In a press release on its website today (February 20, 2024), the European Union (EU) reported that Member States “decided to remove four jurisdictions – the Bahamas, Belize, Seychelles, and Turks and Caicos Islands – from the EU list of non-cooperative jurisdictions for tax purposes (Annex I).”
“The Bahamas and Turks and Caicos Islands were fully delisted because they successfully addressed deficiencies in their enforcement of economic substance requirements,” the release stated.
It added: “Belize and Seychelles were moved to Annex II pending the results of a supplementary review by the Global Forum on Tax Transparency and Exchange of Information. Today’s update is another step ahead in the EU’s continuous effort to promote tax transparency and fair taxation globally. It confirms a general positive trend for the majority of the jurisdictions concerned, whose engagement in the process continues to produce positive results.
Based on this update, Annex I of the EU list is now made up of 12 jurisdictions that have not improved their tax good governance standards or made insufficient progress in delivering on their previous commitments. Those countries are: American Samoa, Anguilla, Antigua and Barbuda, Fiji, Guam, Palau, Panama, the Russian Federation, Samoa, Trinidad and Tobago, US Virgin Islands, and Vanuatu.
Additionally, 10 jurisdictions now feature in Annex II based on commitments they have taken to improve their tax good governance.
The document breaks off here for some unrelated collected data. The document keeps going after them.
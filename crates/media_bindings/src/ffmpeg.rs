use std::{path::Path, process::Command};

#[derive(Debug, thiserror::Error)]
pub enum TranscodeError {
    #[error("failed to run ffmpeg: {0}")]
    Io(#[from] std::io::Error),
    #[error("ffmpeg exited with status {status}: {stderr}")]
    NonZeroExit { status: i32, stderr: String },
}

/// Audio transcoding operations backed by an external processor.
pub trait AudioProcessor {
    /// Re-encodes `input` at a constant `bitrate` (e.g. "64k") to shrink it
    /// under an upstream payload limit. Lossy.
    fn compress_audio(
        &self,
        input: impl AsRef<Path>,
        output: impl AsRef<Path>,
        bitrate: &str,
    ) -> Result<(), TranscodeError>;

    /// Cuts `input` into fixed-duration chunks without re-encoding.
    ///
    /// `output_pattern` must contain a zero-padded index field (e.g.
    /// `segment_%03d.mp3`) so that lexicographic filename order equals
    /// chronological order. Callers recover chunk order by sorting names.
    fn split_audio_to_chunks(
        &self,
        input: impl AsRef<Path>,
        chunk_duration_seconds: u16,
        output_pattern: impl AsRef<Path>,
    ) -> Result<(), TranscodeError>;
}

#[derive(Debug, Clone, Default)]
pub struct Ffmpeg;

impl Ffmpeg {
    fn run(&self, args: &[String]) -> Result<(), TranscodeError> {
        tracing::debug!(?args, "Invoking ffmpeg");

        let output = Command::new("ffmpeg").args(args).output()?;
        if !output.status.success() {
            return Err(TranscodeError::NonZeroExit {
                status: output.status.code().unwrap_or(-1),
                stderr: String::from_utf8_lossy(&output.stderr).into_owned(),
            });
        }
        Ok(())
    }

    fn compress_args(input: &Path, output: &Path, bitrate: &str) -> Vec<String> {
        vec![
            "-y".to_string(),
            "-i".to_string(),
            input.display().to_string(),
            "-b:a".to_string(),
            bitrate.to_string(),
            output.display().to_string(),
        ]
    }

    fn split_args(input: &Path, chunk_duration_seconds: u16, output_pattern: &Path) -> Vec<String> {
        vec![
            "-y".to_string(),
            "-i".to_string(),
            input.display().to_string(),
            "-f".to_string(),
            "segment".to_string(),
            "-segment_time".to_string(),
            chunk_duration_seconds.to_string(),
            "-c".to_string(),
            "copy".to_string(),
            output_pattern.display().to_string(),
        ]
    }
}

impl AudioProcessor for Ffmpeg {
    fn compress_audio(
        &self,
        input: impl AsRef<Path>,
        output: impl AsRef<Path>,
        bitrate: &str,
    ) -> Result<(), TranscodeError> {
        self.run(&Self::compress_args(input.as_ref(), output.as_ref(), bitrate))
    }

    fn split_audio_to_chunks(
        &self,
        input: impl AsRef<Path>,
        chunk_duration_seconds: u16,
        output_pattern: impl AsRef<Path>,
    ) -> Result<(), TranscodeError> {
        self.run(&Self::split_args(
            input.as_ref(),
            chunk_duration_seconds,
            output_pattern.as_ref(),
        ))
    }
}
//! # Media Bindings
//!
//! Thin wrappers around the `yt-dlp` and `ffmpeg` binaries used to fetch and
//! transcode meeting audio. Both tools are invoked as subprocesses; a non-zero
//! exit surfaces as a typed error carrying the captured stderr.

mod ffmpeg;
mod yt_dlp;

pub use ffmpeg::{AudioProcessor, Ffmpeg, TranscodeError};
pub use yt_dlp::{FetchError, YtDlp};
The EU will closely monitor these commitments to make sure they are followed up on. Thanks to the EU listing process, many countries have already taken concrete steps and measures to comply with tax good governance standards.
As part of the EU listing process, the Commission provides considerable support to third countries in strengthening their tools against tax abuse, as well as technical assistance to those that need it. The Commission is also working with Member States to further strengthen the EU listing criteria to ensure more tax transparency, while promoting the global implementation of minimum effective taxation rules. Work on common or more coordinated tax defensive measures against listed jurisdictions also continues.
The EU list of non-cooperative jurisdictions for tax purposes is part of the EU’s external strategy on taxation and aims to contribute to ongoing efforts to promote tax good governance worldwide. The EU listing exercise is based on a thorough process of screening, assessment, monitoring, and as an international cooperation exercise, dialogue and outreach. It has prompted unprecedented engagement between the EU and its international partners on important tax issues.”
The Nassau Guardian reported that responding to the news, Attorney General Ryan Pinder said: “We have worked extremely hard over the last 18 months, to ensure that we’re positioned to be removed by the European Union as a non-cooperative jurisdiction.”
MORE ON THE EU LIST AND THE PROCESS
First proposed by the Commission in January 2016, the EU list of non-cooperative third countries has proven a true success in promoting fair taxation worldwide. Since the first list was adopted by Member States in the Council in December 2017, many countries have taken concrete measures to comply with tax good governance standards. With each update of the list, we see that this clear, transparent and fair process is delivering real change. This list is part of the EU’s work to fight tax evasion and avoidance and aims to create a stronger deterrent for countries that consistently refuse to play fair on tax matters.
REASSONS FOR REMOVING JURISDICTIONS FROM THE LIST
This EU list of non-cooperative tax jurisdictions (Annex I) includes countries that either have not engaged in a constructive dialogue with the EU on tax governance or have failed to deliver on their commitments to implement the necessary reforms. Those reforms should aim to comply with a set of objective tax good governance criteria, which include tax transparency, fair taxation and implementation of international standards designed to prevent tax base erosion and profit shifting. The list is updated twice a year to keep track of developments, usually in February and October, under the auspices of the EU finance ministers.
Concerning Bahamas and Turks and Caicos Islands, ever since October 2022, deficiencies in the enforcement of economic substance requirements had been identified in both of these jurisdictions by the OECD Forum of Harmful Tax Practices (FHTP). In the FHTP’s most recent assessment, the recommendations to both jurisdictions to remedy these deficiencies were converted from “hard” to “soft” recommendations, which allowed the Code of Conduct Group to consider these jurisdictions compliant with the standard for jurisdictions with no or only a nominal corporate income tax.
In October 2023, Belize and Seychelles were included in the EU list of non-cooperative jurisdictions for tax purposes after a negative assessment from the OECD Global Forum with regard to exchange of information on request. Following changes to the applicable rules in these jurisdictions, the Global Forum has granted them both a supplementary review, which will be undertaken in the near future. Pending the outcome of this review, Belize and Seychelles have been included in the relevant section of Annex II.